Holding is the simplest and most secure of all cryptocurrency strategies for making money. It is simply holding the assets in a portfolio in expectation of their appreciation. The term comes from a typo on the BitcoinTalk forum, where the word “hold” turned to “hodl” and became a staple of the industry.

Though simple in theory, holding is more complicated in practice. It may involve simply holding the asset and refraining from active trading, but investors must constantly monitor the market for the purpose of risk management. Portfolios must be diversified and contain several types of cryptocurrencies to ensure that the decrease in price of one asset in the portfolio will not depreciate its overall value. Thus, investors must regularly monitor the overall valuation of their portfolios and the news backgrounds surrounding the assets within it.

Once an asset starts depreciating, it should be sold off, unless the investor believes that it will appreciate in the long run. Most holders believe in coins like Bitcoin and Ethereum, and are latent investors, watching the market and waiting for appreciations to fix profits.


The advent of the Decentralized Finance market unleashed a slew of investment opportunities into crypto space. Offering such a concept as staking, the DeFi market allows investors to transfer their holdings into specialized pools and receive rewards for transactions carried out within networks.

The basic form of staking is providing assets in the form of stakes to PoS network validator masternodes in exchange for a commission from transactions they validate. This is a relatively low-risk activity, but one that demands investors to constantly monitor the value of their holdings, shifting stakes between different blockchains in search of higher revenues.

Liquidity mining, or yield mining, is the second type of staking. Some platforms and exchanges offer users the chance to transfer their coins and tokens into liquidity pools in exchange for rewards. The platforms use the pooled assets for providing liquidity to trading operations they undertake. In exchange, they reward users with commissions. Just like with PoS staking, investors should constantly manage risks by migrating to more high-yield pools.

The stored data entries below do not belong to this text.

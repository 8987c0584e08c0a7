use std::time::Duration;

use clap::Subcommand;
use serde_json::json;
use tokio::sync::broadcast;
use tokio::sync::broadcast::error::RecvError;
use wakebot_core::{Config, DeviceEvent, DeviceLink, Direction, Settings};

use super::device_link;

/// How long to wait for the robot to answer a request.
const REPLY_TIMEOUT: Duration = Duration::from_secs(3);

#[derive(Subcommand)]
pub enum DeviceAction {
    /// Connection state and battery level
    Status,
    /// Drive the robot (forward, backward, left, right, stop)
    Move {
        #[arg(value_parser = parse_direction)]
        direction: Direction,
    },
    /// Play or stop a song on the robot
    Music {
        /// Song file name
        song: String,
        /// Stop instead of play
        #[arg(long)]
        stop: bool,
    },
    /// Set the robot volume and remember it
    Volume { volume: i32 },
    /// Set the robot speed and remember it
    Speed { speed: i32 },
    /// Select the alarm song and remember it
    Song { name: String },
    /// List songs stored on the robot
    Songs,
    /// Send Wi-Fi credentials to the robot
    Wifi { ssid: String, password: String },
    /// List Wi-Fi networks the robot can see
    ScanWifi,
    /// Push the current local time to the robot
    TimeSync,
}

fn parse_direction(text: &str) -> Result<Direction, String> {
    Direction::parse(text).ok_or_else(|| format!("unknown direction '{text}'"))
}

async fn wait_for<T>(
    events: &mut broadcast::Receiver<DeviceEvent>,
    mut pick: impl FnMut(DeviceEvent) -> Option<T>,
) -> Option<T> {
    let reply = async {
        loop {
            match events.recv().await {
                Ok(event) => {
                    if let Some(value) = pick(event) {
                        return Some(value);
                    }
                }
                Err(RecvError::Lagged(_)) => continue,
                Err(RecvError::Closed) => return None,
            }
        }
    };
    tokio::time::timeout(REPLY_TIMEOUT, reply).await.ok().flatten()
}

fn print_list(items: &[String]) {
    if items.is_empty() {
        println!("(none)");
    }
    for item in items {
        println!("{item}");
    }
}

/// Alert-profile changes are kept even when the robot is out of reach.
fn remember_setting(config: &mut Config, action: &DeviceAction) -> wakebot_core::Result<bool> {
    match action {
        DeviceAction::Volume { volume } => config.set_volume(*volume),
        DeviceAction::Speed { speed } => config.set_speed(*speed),
        DeviceAction::Song { name } => config.set_song(name),
        _ => return Ok(false),
    }
    config.save()?;
    Ok(true)
}

async fn execute(link: &DeviceLink, action: DeviceAction) -> Result<(), Box<dyn std::error::Error>> {
    let mut events = link.subscribe();
    match action {
        DeviceAction::Status => {
            let battery = match link.telemetry().battery {
                Some(level) => Some(level),
                None => {
                    wait_for(&mut events, |event| match event {
                        DeviceEvent::BatteryLevel { percent } => Some(percent),
                        _ => None,
                    })
                    .await
                }
            };
            let status = json!({
                "peer": link.peer(),
                "state": link.state(),
                "battery": battery,
            });
            println!("{}", serde_json::to_string_pretty(&status)?);
        }
        DeviceAction::Move { direction } => {
            link.move_robot(direction);
            println!("ok");
        }
        DeviceAction::Music { song, stop } => {
            if stop {
                link.stop_music(&song);
            } else {
                link.start_music(&song);
            }
            println!("ok");
        }
        DeviceAction::Volume { volume } => {
            link.set_volume(volume);
            println!("ok");
        }
        DeviceAction::Speed { speed } => {
            link.set_speed(speed);
            println!("ok");
        }
        DeviceAction::Song { name } => {
            link.set_song(&name);
            println!("ok");
        }
        DeviceAction::Songs => {
            link.request_song_list();
            let songs = wait_for(&mut events, |event| match event {
                DeviceEvent::SongList { songs } => Some(songs),
                _ => None,
            })
            .await
            .ok_or("robot did not report its songs")?;
            print_list(&songs);
        }
        DeviceAction::Wifi { ssid, password } => {
            link.set_wifi(&ssid, &password);
            println!("ok");
        }
        DeviceAction::ScanWifi => {
            link.request_wifi_scan();
            let networks = wait_for(&mut events, |event| match event {
                DeviceEvent::WifiList { networks } => Some(networks),
                _ => None,
            })
            .await
            .ok_or("robot did not report any scan result")?;
            print_list(&networks);
        }
        // The link pushes the time on every connect.
        DeviceAction::TimeSync => println!("time synced"),
    }
    Ok(())
}

pub fn run(action: DeviceAction, peer: Option<String>) -> Result<(), Box<dyn std::error::Error>> {
    let mut config = Config::load()?;
    let peer = peer.unwrap_or_else(|| config.device_name());
    let link = device_link(&config);

    if remember_setting(&mut config, &action)? {
        println!("saved");
    }

    let rt = tokio::runtime::Runtime::new()?;
    rt.block_on(async {
        if !link.connect(&peer).await {
            println!("not connected");
            return Ok(());
        }
        let result = execute(&link, action).await;
        link.disconnect().await;
        result
    })
}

Mining coins is a risky activity since the profitability of the coin is largely dependent on its fluctuating market price and the cost of electricity needed for running the mining rig or masternode. The stiff competition on the mining market, as well as its legality that depends on local regulations, makes mining a full-time job that can often be either profitable or break-even at best. Miners must constantly monitor the coin’s price and either keep mining or shut down their rigs.


Trading is the riskiest type of activity on the crypto market, but also the most profitable if approached with experience. The vast number of strategies employed in trading include scalping for minor profits from a huge number of small transactions, news trading based on sudden price hikes on news backgrounds, intraday trading for profiting from daily price movements, swing trading for holding long positions in expectation of price increases, trend trading, and many others.

All trading strategies rely on careful consideration of technical analysis and can be extremely profitable, or ruinous for investors.


There is a power of money to be made on the crypto market, but everything depends on proper analysis and choice of strategy.